Prompt.
Search the data for the word "move" and copy every line that contains it.

Supplied data.

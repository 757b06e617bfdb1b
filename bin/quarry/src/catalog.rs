//! In-memory book catalog served by the demo.
//!
//! Queries run through an [`Engine`]: the context starts as the whole
//! catalog, `filter_books` and `sort_books` narrow and order it, and the
//! result factory cuts the requested page.

use std::cmp::Ordering;
use std::sync::Arc;

use async_graphql::Context;
use async_graphql::dynamic::{InputObject, InputValue, Object, Schema, TypeRef};
use async_trait::async_trait;
use serde::{Deserialize, Serialize};
use serde_json::Value;
use tracing::error;

use quarry_core::error::{EngineError, EngineResult};
use quarry_core::models::{PaginationOptions, Query, ResultOptions, ResultSet, SortDirection, SortField};
use quarry_core::ports::filters_validator_fn;
use quarry_core::schema::{ObjectSchema, Outcome, Schema as InputSchema, Violation};
use quarry_core::QueryDescriptor;
use quarry_engine::{Engine, Middleware, Next, QueryContext, QueryRunner};
use quarry_graphql::{
    Fetcher, GraphQLQueryBuilder, GraphQLQueryOptions, NON_NEGATIVE_INT_TYPE, build_schema, schema_builder, value_field,
};

/// Raw identifiers of the sortable book fields.
pub const SORTABLE_FIELDS: [&str; 3] = ["title", "author", "published_year"];

/// Meta entry holding the number of matches before pagination.
pub const TOTAL_META_FIELD: &str = "total";

#[derive(Debug, Clone, PartialEq, Eq, Serialize)]
#[serde(rename_all = "camelCase")]
pub struct Book {
    pub id: String,
    pub title: String,
    pub author: String,
    pub published_year: u32,
}

impl Book {
    fn new(id: u32, title: &str, author: &str, published_year: u32) -> Self {
        Self {
            id: id.to_string(),
            title: title.to_string(),
            author: author.to_string(),
            published_year,
        }
    }

    /// Order by a raw sortable field. Unknown fields compare equal.
    fn compare(&self, other: &Self, field: &str) -> Ordering {
        match field {
            "title" => self.title.cmp(&other.title),
            "author" => self.author.cmp(&other.author),
            "published_year" => self.published_year.cmp(&other.published_year),
            _ => Ordering::Equal,
        }
    }
}

/// Catalog the demo starts with.
pub fn seed() -> Arc<[Book]> {
    [
        Book::new(1, "A Wizard of Earthsea", "Ursula K. Le Guin", 1968),
        Book::new(2, "Dune", "Frank Herbert", 1965),
        Book::new(3, "Foundation", "Isaac Asimov", 1951),
        Book::new(4, "Hyperion", "Dan Simmons", 1989),
        Book::new(5, "Neuromancer", "William Gibson", 1984),
        Book::new(6, "Solaris", "Stanisław Lem", 1961),
        Book::new(7, "The Dispossessed", "Ursula K. Le Guin", 1974),
        Book::new(8, "The Left Hand of Darkness", "Ursula K. Le Guin", 1969),
    ]
    .into()
}

// =============================================================================
// Query Type
// =============================================================================

/// Validated `filters` of a book query.
#[derive(Debug, Default, Deserialize)]
#[serde(rename_all = "camelCase")]
struct BookFilters {
    /// Lower-cased substring of the title.
    title: Option<String>,
    author: Option<String>,
    /// Strict lower bound on the publication year.
    published_after: Option<u32>,
}

impl BookFilters {
    fn matches(&self, book: &Book) -> bool {
        self.title
            .as_deref()
            .is_none_or(|title| book.title.to_lowercase().contains(title))
            && self.author.as_deref().is_none_or(|author| book.author == author)
            && self.published_after.is_none_or(|year| book.published_year > year)
    }
}

/// Trim and lower-case the title filter, reject blank authors.
fn normalize_filters(mut filters: Value) -> Outcome<Value> {
    if let Some(Value::String(author)) = filters.get("author")
        && author.trim().is_empty()
    {
        return Err(Violation::custom("author", "Author must not be blank").into());
    }
    if let Some(Value::String(title)) = filters.get_mut("title") {
        *title = title.trim().to_lowercase();
    }
    Ok(filters)
}

/// Book query type: offset pagination, single sorting, title by default.
pub fn descriptor(limits: PaginationOptions) -> QueryDescriptor {
    QueryDescriptor::new()
        .offset_pagination(limits)
        .single_sorting(SORTABLE_FIELDS, SortField::asc("title"))
        .filters_schema(
            ObjectSchema::strict()
                .optional("title", InputSchema::String)
                .optional("author", InputSchema::String)
                .optional("publishedAfter", InputSchema::integer(0, i64::from(u32::MAX))),
        )
        .filters_validator(filters_validator_fn(normalize_filters))
}

// =============================================================================
// Engine
// =============================================================================

type BookContext = QueryContext<Query, Vec<Book>>;
type BookResult = ResultSet<Value>;

struct FilterBooks;

#[async_trait]
impl Middleware<BookContext, BookResult> for FilterBooks {
    async fn handle(&self, mut ctx: BookContext, next: Next<BookContext, BookResult>) -> EngineResult<BookResult> {
        let filters: BookFilters = ctx.query.filters_as().map_err(EngineError::handler)?;
        ctx.data.retain(|book| filters.matches(book));
        next.run(ctx).await
    }

    fn name(&self) -> &str {
        "filter_books"
    }
}

struct SortBooks;

#[async_trait]
impl Middleware<BookContext, BookResult> for SortBooks {
    async fn handle(&self, mut ctx: BookContext, next: Next<BookContext, BookResult>) -> EngineResult<BookResult> {
        let fields = ctx.query.sort_fields().to_vec();
        ctx.data.sort_by(|a, b| {
            fields
                .iter()
                .map(|sort| match sort.direction {
                    SortDirection::Asc => a.compare(b, &sort.field),
                    SortDirection::Desc => a.compare(b, &sort.field).reverse(),
                })
                .find(|ordering| ordering.is_ne())
                .unwrap_or(Ordering::Equal)
        });
        next.run(ctx).await
    }

    fn name(&self) -> &str {
        "sort_books"
    }
}

/// Cut the requested page and wrap it, counting matches in `meta.total`.
fn paginate(ctx: BookContext, descriptor: &QueryDescriptor) -> EngineResult<BookResult> {
    let QueryContext { query, data: books } = ctx;
    let total = books.len();

    let offset = usize::try_from(query.offset().unwrap_or(0)).unwrap_or(usize::MAX);
    let limit = query.limit().map_or(usize::MAX, |limit| limit as usize);
    let results = books
        .into_iter()
        .skip(offset)
        .take(limit)
        .map(serde_json::to_value)
        .collect::<Result<Vec<_>, _>>()
        .map_err(EngineError::handler)?;

    let mut result = descriptor.create_result(ResultOptions::new(results, query))?;
    if let Some(meta) = result.meta.as_mut() {
        meta.insert(TOTAL_META_FIELD, total);
    }
    Ok(result)
}

pub fn engine(books: Arc<[Book]>, descriptor: Arc<QueryDescriptor>) -> Engine<Query, Vec<Book>, BookResult> {
    let mut engine = Engine::with_context_factory(move |_query: &Query| books.to_vec());
    engine
        .register(FilterBooks)
        .register(SortBooks)
        .use_result_factory(move |ctx: BookContext| {
            let descriptor = descriptor.clone();
            async move { paginate(ctx, &descriptor) }
        });
    engine
}

// =============================================================================
// GraphQL
// =============================================================================

/// [`Fetcher`] delegating to a query runner.
pub struct RunnerFetcher {
    runner: Arc<dyn QueryRunner<Query, BookResult>>,
}

impl RunnerFetcher {
    pub fn new(runner: Arc<dyn QueryRunner<Query, BookResult>>) -> Self {
        Self { runner }
    }
}

#[async_trait]
impl Fetcher for RunnerFetcher {
    async fn fetch(&self, query: Query, _ctx: &Context<'_>) -> async_graphql::Result<BookResult> {
        self.runner.run(query).await.map_err(|e| {
            error!(code = e.code(), error = %e, "❌ Catalog query failed");
            async_graphql::Error::new(e.to_string())
        })
    }
}

fn book_type() -> Object {
    Object::new("Book")
        .description("A catalog entry.")
        .field(value_field("id", TypeRef::named_nn(TypeRef::ID)))
        .field(value_field("title", TypeRef::named_nn(TypeRef::STRING)))
        .field(value_field("author", TypeRef::named_nn(TypeRef::STRING)))
        .field(value_field("publishedYear", TypeRef::named_nn(TypeRef::INT)))
}

fn filters_type() -> InputObject {
    InputObject::new("Book_Filters")
        .field(InputValue::new("title", TypeRef::named(TypeRef::STRING)).description("Case-insensitive title substring"))
        .field(InputValue::new("author", TypeRef::named(TypeRef::STRING)).description("Exact author name"))
        .field(InputValue::new("publishedAfter", TypeRef::named(NON_NEGATIVE_INT_TYPE)))
}

/// Schema exposing `books(query: Book_Query): Book_Result!`.
pub fn build_catalog_schema(books: Arc<[Book]>, limits: PaginationOptions) -> anyhow::Result<Schema> {
    let descriptor = Arc::new(descriptor(limits));
    let fetcher = RunnerFetcher::new(engine(books, descriptor.clone()).into_query_runner());

    let books = GraphQLQueryBuilder::new(descriptor, GraphQLQueryOptions::new(book_type(), filters_type(), fetcher))?
        .use_extra_meta_fields([value_field(TOTAL_META_FIELD, TypeRef::named_nn(NON_NEGATIVE_INT_TYPE))]);
    let query = books.attach_query_field(Object::new("Query"), "books");

    build_schema(books.register(schema_builder("Query")).register(query))
        .map_err(|e| anyhow::anyhow!("Failed to build GraphQL schema: {}", e))
}

#[cfg(test)]
mod tests {
    use super::*;
    use serde_json::json;

    fn schema() -> Schema {
        build_catalog_schema(seed(), PaginationOptions::new().default_limit(3).max_limit(5)).unwrap()
    }

    async fn execute(query: &str) -> async_graphql::Response {
        schema().execute(query).await
    }

    #[tokio::test]
    async fn test_default_page() {
        let response = execute("{ books { results { title } meta { limit offset total sortBy { field direction } } } }").await;
        assert!(response.errors.is_empty(), "{:?}", response.errors);
        assert_eq!(
            response.data.into_json().unwrap(),
            json!({"books": {
                "results": [{"title": "A Wizard of Earthsea"}, {"title": "Dune"}, {"title": "Foundation"}],
                "meta": {"limit": 3, "offset": 0, "total": 8, "sortBy": {"field": "title", "direction": "ASC"}}
            }})
        );
    }

    #[tokio::test]
    async fn test_filters_and_sorting() {
        let response = execute(
            r#"{ books(query: {
                filters: {author: "Ursula K. Le Guin", publishedAfter: 1968},
                sortBy: {field: publishedYear, direction: DESC}
            }) { results { title publishedYear } meta { total } } }"#,
        )
        .await;
        assert!(response.errors.is_empty(), "{:?}", response.errors);
        assert_eq!(
            response.data.into_json().unwrap(),
            json!({"books": {
                "results": [
                    {"title": "The Dispossessed", "publishedYear": 1974},
                    {"title": "The Left Hand of Darkness", "publishedYear": 1969}
                ],
                "meta": {"total": 2}
            }})
        );
    }

    #[tokio::test]
    async fn test_title_filter_is_normalized() {
        let response = execute(r#"{ books(query: {filters: {title: "  EARTH "}}) { results { id } } }"#).await;
        assert!(response.errors.is_empty(), "{:?}", response.errors);
        assert_eq!(response.data.into_json().unwrap(), json!({"books": {"results": [{"id": "1"}]}}));
    }

    #[tokio::test]
    async fn test_offset_past_end() {
        let response = execute("{ books(query: {offset: 7, limit: 5}) { results { id } meta { offset total } } }").await;
        assert!(response.errors.is_empty(), "{:?}", response.errors);
        assert_eq!(
            response.data.into_json().unwrap(),
            json!({"books": {"results": [{"id": "8"}], "meta": {"offset": 7, "total": 8}}})
        );
    }

    // Test critique: les violations du validateur de filtres sont préfixées par "filters"
    #[tokio::test]
    async fn test_blank_author_rejected() {
        let response = execute(r#"{ books(query: {filters: {author: "  "}}) { results { id } } }"#).await;
        assert_eq!(response.errors.len(), 1);

        let extensions = serde_json::to_value(&response.errors[0].extensions).unwrap();
        assert_eq!(extensions["code"], "BAD_USER_INPUT");
        assert_eq!(extensions["violations"][0]["path"], json!(["filters", "author"]));
    }

    #[tokio::test]
    async fn test_published_after_out_of_range_rejected() {
        let response = execute("{ books(query: {filters: {publishedAfter: 4294967296}}) { results { id } } }").await;
        assert_eq!(response.errors.len(), 1);

        let extensions = serde_json::to_value(&response.errors[0].extensions).unwrap();
        assert_eq!(extensions["code"], "BAD_USER_INPUT");
        assert_eq!(extensions["violations"][0]["path"], json!(["filters", "publishedAfter"]));
        assert_eq!(extensions["violations"][0]["code"], "too_big");
    }

    #[tokio::test]
    async fn test_limit_above_max_rejected() {
        let response = execute("{ books(query: {limit: 6}) { results { id } } }").await;
        assert_eq!(response.errors.len(), 1);
        assert!(response.errors[0].message.contains("limit"), "{}", response.errors[0].message);
    }
}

Task solution.
    let mut engine = Engine::with_context_factory(move |_query: &Query| books.to_vec());
        .use_result_factory(move |ctx: BookContext| {
            async move { paginate(ctx, &descriptor) }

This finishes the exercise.